17 things only short women will understand.

I am short. Exactly how short? Well, I’ve tried to hide that by wearing heels almost my entire adult life. Now I have a daughter, and I know she’s going to grow up… well, she’s not going to grow up very much, because she’s going to be short like me. I want her to know there are some drawbacks to being short, but also some good things. So, my Mini-Mini-Me, this is life as a shortie.

1) You will grow up being constantly told you are “cute”.

You’ll get patted on the head by adults and picked up by other kids. You will know what it must feel like to be a Pomeranian.

2) You will always be in the front row for class photos, usually down the end.

3) You’ll never be asked to wear the GK or GS bib in netball.

That’s okay. Centre is the best position, anyway.

4) You will suck at high jump.

But if your friends ever make a human pyramid, you’ll be the one on top.

5) People will always think you’re younger than you are.

This will come in handy on many occasions, especially when you want to get a cheap ticket. After you turn 18, you’ll get asked for your ID all the time. Unfortunately, by the time you’re about 30 and really want to look younger than you are, this will probably stop happening.

6) Once you get beyond primary school age, most people will stop calling you “shrimp” and “midget”.

But you will hear the word “petite” a lot. It’s possibly more irritating.

7) You will come to realise that gigs are overrated.

It’s just an hour of you standing on tiptoes, trying to find a gap between the heads of the people swaying drunkenly in front of you. Might as well download the album and stay home.

This is all you see at every concert you ever go to.

8) You will only ever date guys who are taller than you.

This is not some kind of gender-based prejudice. It's just that there aren't many guys shorter than you, especially now that Grant Denyer is taken.

9) You will never be able to walk into a shop, buy a pair of pants and wear them immediately.
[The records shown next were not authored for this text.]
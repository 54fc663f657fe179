//! Vendor search, lookup, check-in, analytics and navigation handlers.

use axum::{
    extract::{Path, Query, State},
    http::StatusCode,
    response::Html,
    Extension, Json,
};
use budmap_core::{
    external_maps_url, render_route_map_html, Coordinates, DealType, MapsPlatform, Vendor,
    VendorSearchParams, VendorWithDistance,
};
use budmap_vendors::{CheckInReceipt, VendorAnalytics};
use serde::{Deserialize, Serialize};

use crate::middleware::RequestId;

use super::{map_service_error, normalize_max_results, ApiError, ApiResponse, AppState};

/// Search radius in miles when the request gives a location but no limit.
const DEFAULT_MAX_DISTANCE_MILES: f64 = 25.0;

// ---------------------------------------------------------------------------
// Request and response bodies
// ---------------------------------------------------------------------------

#[derive(Debug, Deserialize)]
pub(super) struct VendorSearchQuery {
    pub deal_type: Option<String>,
    pub max_distance: Option<f64>,
    pub max_results: Option<i64>,
    pub lat: Option<f64>,
    pub lng: Option<f64>,
}

#[derive(Debug, Deserialize)]
pub(super) struct LocationQuery {
    pub lat: Option<f64>,
    pub lng: Option<f64>,
}

#[derive(Debug, Deserialize)]
pub(super) struct CheckInRequest {
    pub user_id: String,
}

#[derive(Debug, Serialize)]
pub(super) struct DirectionsData {
    vendor_id: String,
    vendor_name: String,
    origin: Coordinates,
    destination: Coordinates,
    distance_miles: f64,
    ios_url: String,
    android_url: String,
}

// ---------------------------------------------------------------------------
// Validation helpers
// ---------------------------------------------------------------------------

fn parse_deal_type(req_id: &str, value: Option<&str>) -> Result<DealType, ApiError> {
    let Some(value) = value.map(str::trim).filter(|v| !v.is_empty()) else {
        return Err(ApiError::new(
            req_id,
            "validation_error",
            "deal_type is required (birthday, daily, or special)",
        ));
    };
    value
        .parse()
        .map_err(|e: String| ApiError::new(req_id, "validation_error", e))
}

fn parse_max_distance(req_id: &str, value: Option<f64>) -> Result<f64, ApiError> {
    let distance = value.unwrap_or(DEFAULT_MAX_DISTANCE_MILES);
    if distance.is_finite() && distance >= 0.0 {
        Ok(distance)
    } else {
        Err(ApiError::new(
            req_id,
            "validation_error",
            format!("max_distance must be a non-negative number of miles, got {distance}"),
        ))
    }
}

/// `lat` and `lng` must be supplied together and lie within range.
fn parse_location(
    req_id: &str,
    lat: Option<f64>,
    lng: Option<f64>,
) -> Result<Option<Coordinates>, ApiError> {
    match (lat, lng) {
        (None, None) => Ok(None),
        (Some(lat), Some(lng)) => {
            if !(-90.0..=90.0).contains(&lat) || !(-180.0..=180.0).contains(&lng) {
                return Err(ApiError::new(
                    req_id,
                    "validation_error",
                    format!("coordinates out of range: lat={lat}, lng={lng}"),
                ));
            }
            Ok(Some(Coordinates::new(lat, lng)))
        }
        _ => Err(ApiError::new(
            req_id,
            "validation_error",
            "lat and lng must be provided together",
        )),
    }
}

fn require_location(req_id: &str, query: &LocationQuery) -> Result<Coordinates, ApiError> {
    parse_location(req_id, query.lat, query.lng)?.ok_or_else(|| {
        ApiError::new(req_id, "validation_error", "lat and lng are required")
    })
}

async fn resolve_vendor(state: &AppState, req_id: &str, id: &str) -> Result<Vendor, ApiError> {
    state
        .service
        .get_vendor_by_id(id)
        .await
        .map_err(|e| map_service_error(req_id.to_owned(), &e))?
        .ok_or_else(|| ApiError::new(req_id, "not_found", format!("vendor '{id}' not found")))
}

// ---------------------------------------------------------------------------
// Handlers
// ---------------------------------------------------------------------------

/// GET /api/v1/vendors: search vendors by deal type, optionally near a point.
pub(super) async fn search_vendors(
    State(state): State<AppState>,
    Extension(req_id): Extension<RequestId>,
    Query(query): Query<VendorSearchQuery>,
) -> Result<Json<ApiResponse<Vec<VendorWithDistance>>>, ApiError> {
    let rid = &req_id.0;
    let params = VendorSearchParams {
        deal_type: parse_deal_type(rid, query.deal_type.as_deref())?,
        max_distance: parse_max_distance(rid, query.max_distance)?,
        max_results: normalize_max_results(query.max_results),
        current_location: parse_location(rid, query.lat, query.lng)?,
    };

    let results = state
        .service
        .search_vendors(&params)
        .await
        .map_err(|e| map_service_error(rid.clone(), &e))?;

    Ok(Json(ApiResponse::new(req_id.0, results)))
}

/// GET /api/v1/vendors/{id}
pub(super) async fn get_vendor(
    State(state): State<AppState>,
    Extension(req_id): Extension<RequestId>,
    Path(id): Path<String>,
) -> Result<Json<ApiResponse<Vendor>>, ApiError> {
    let vendor = resolve_vendor(&state, &req_id.0, &id).await?;
    Ok(Json(ApiResponse::new(req_id.0, vendor)))
}

/// POST /api/v1/vendors/{id}/check-ins: record a user's visit.
pub(super) async fn check_in(
    State(state): State<AppState>,
    Extension(req_id): Extension<RequestId>,
    Path(id): Path<String>,
    Json(body): Json<CheckInRequest>,
) -> Result<(StatusCode, Json<ApiResponse<CheckInReceipt>>), ApiError> {
    let rid = &req_id.0;
    let user_id = body.user_id.trim();
    if user_id.is_empty() {
        return Err(ApiError::new(rid, "validation_error", "user_id must not be empty"));
    }

    let receipt = state
        .service
        .check_in_at_vendor(&id, user_id)
        .await
        .map_err(|e| map_service_error(rid.clone(), &e))?;

    Ok((
        StatusCode::CREATED,
        Json(ApiResponse::new(req_id.0, receipt)),
    ))
}

/// GET /api/v1/vendors/{id}/analytics
pub(super) async fn get_analytics(
    State(state): State<AppState>,
    Extension(req_id): Extension<RequestId>,
    Path(id): Path<String>,
) -> Json<ApiResponse<VendorAnalytics>> {
    let analytics = state.service.get_vendor_analytics(&id);
    Json(ApiResponse::new(req_id.0, analytics))
}

/// GET /api/v1/vendors/{id}/directions: distance and native maps deep links.
pub(super) async fn get_directions(
    State(state): State<AppState>,
    Extension(req_id): Extension<RequestId>,
    Path(id): Path<String>,
    Query(query): Query<LocationQuery>,
) -> Result<Json<ApiResponse<DirectionsData>>, ApiError> {
    let rid = &req_id.0;
    let origin = require_location(rid, &query)?;
    let vendor = resolve_vendor(&state, rid, &id).await?;
    let destination = vendor.location.coordinates;

    let data = DirectionsData {
        distance_miles: origin.distance_miles_to(&destination),
        ios_url: external_maps_url(MapsPlatform::Ios, &vendor.name, destination),
        android_url: external_maps_url(MapsPlatform::Android, &vendor.name, destination),
        vendor_id: vendor.id,
        vendor_name: vendor.name,
        origin,
        destination,
    };
    Ok(Json(ApiResponse::new(req_id.0, data)))
}

/// GET /api/v1/vendors/{id}/map: HTML page routing the user to the vendor.
pub(super) async fn get_route_map(
    State(state): State<AppState>,
    Extension(req_id): Extension<RequestId>,
    Path(id): Path<String>,
    Query(query): Query<LocationQuery>,
) -> Result<Html<String>, ApiError> {
    let rid = &req_id.0;
    let Some(api_key) = state.maps_api_key.clone() else {
        return Err(ApiError::new(
            rid,
            "service_unavailable",
            "route maps are not configured",
        ));
    };
    let origin = require_location(rid, &query)?;
    let vendor = resolve_vendor(&state, rid, &id).await?;

    Ok(Html(render_route_map_html(origin, &vendor, &api_key)))
}

#[cfg(test)]
mod tests {
    use super::*;

    #[test]
    fn parse_deal_type_requires_known_value() {
        assert_eq!(
            parse_deal_type("r", Some("birthday")).ok(),
            Some(DealType::Birthday)
        );
        assert!(parse_deal_type("r", None).is_err());
        assert!(parse_deal_type("r", Some("  ")).is_err());
        assert!(parse_deal_type("r", Some("weekly")).is_err());
    }

    #[test]
    fn parse_max_distance_defaults_and_rejects_negative() {
        assert!((parse_max_distance("r", None).unwrap() - 25.0).abs() < f64::EPSILON);
        assert!((parse_max_distance("r", Some(0.0)).unwrap()).abs() < f64::EPSILON);
        assert!(parse_max_distance("r", Some(-1.0)).is_err());
        assert!(parse_max_distance("r", Some(f64::INFINITY)).is_err());
    }

    #[test]
    fn parse_location_requires_pair_in_range() {
        assert!(parse_location("r", None, None).unwrap().is_none());
        assert_eq!(
            parse_location("r", Some(61.2), Some(-149.9)).unwrap(),
            Some(Coordinates::new(61.2, -149.9))
        );
        assert!(parse_location("r", Some(61.2), None).is_err());
        assert!(parse_location("r", None, Some(-149.9)).is_err());
        assert!(parse_location("r", Some(91.0), Some(0.0)).is_err());
        assert!(parse_location("r", Some(0.0), Some(-181.0)).is_err());
    }
}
You will have to pay to have them taken up first. This is like a tax for being short. You will live for the years when capri pants are in fashion. As for "one size fits all" clothes, that's just a cruel joke.

10) Some fashion trends will entirely pass you by.

What idiot came up with the idea of calf-length skirts? Who wants to make their legs look even shorter?


11) People at your workplace will think you are two inches taller than you actually are, because you'll never turn up in flat shoes.

Heels are just as comfortable as flats, once you get used to them, anyway.

12) You will work out your own solution to not being able to reach the top shelf in the supermarket.

Perhaps you will wait till no one else is in the aisle and then climb on the bottom shelf or on your trolley. Perhaps you will poke your fingers through the top shelf to move the item forward. Perhaps you will ask a tall, handsome fellow shopper to help you out.

Here's the not-very-tall Taryn Manning illustrating some of the problems faced by short women. Post continues after video.

13) You will develop a good sense of balance from frequently having to climb up on a stool to reach things in your kitchen cupboards.

14) You will never have to "mind your head'.

It'll be impossible for you to bump your head on a doorway, unless you're sitting on someone's shoulders.

15) You will find that a lot of chairs are uncomfortable to sit on because your legs don't touch the ground.

That's okay. You'll prefer sitting with your legs tucked up next to you, anyway. You'll get used to having to move the driver's seat as far forward as it will go every time someone else has been in the car. You'll be a tiny bit less uncomfortable than tall people on long flights (but only a tiny bit).

16) You will do a mental fistpump every time you hear that a celebrity is your height or shorter.

Reese Witherspoon! Yes! Hayden Panettiere! Yes! Lady Gaga! Yessssss!

17) When you grow up and have children of your own, you'll be able to sit on a tiny chair, at a tiny table, to join in their tiny tea party.

You'll also be able to go along to parent-teacher night and not feel weirdly oversized in the classroom. This will almost make up for the fact that there will be Year Six students towering over you. Almost.

What other things do only short women understand?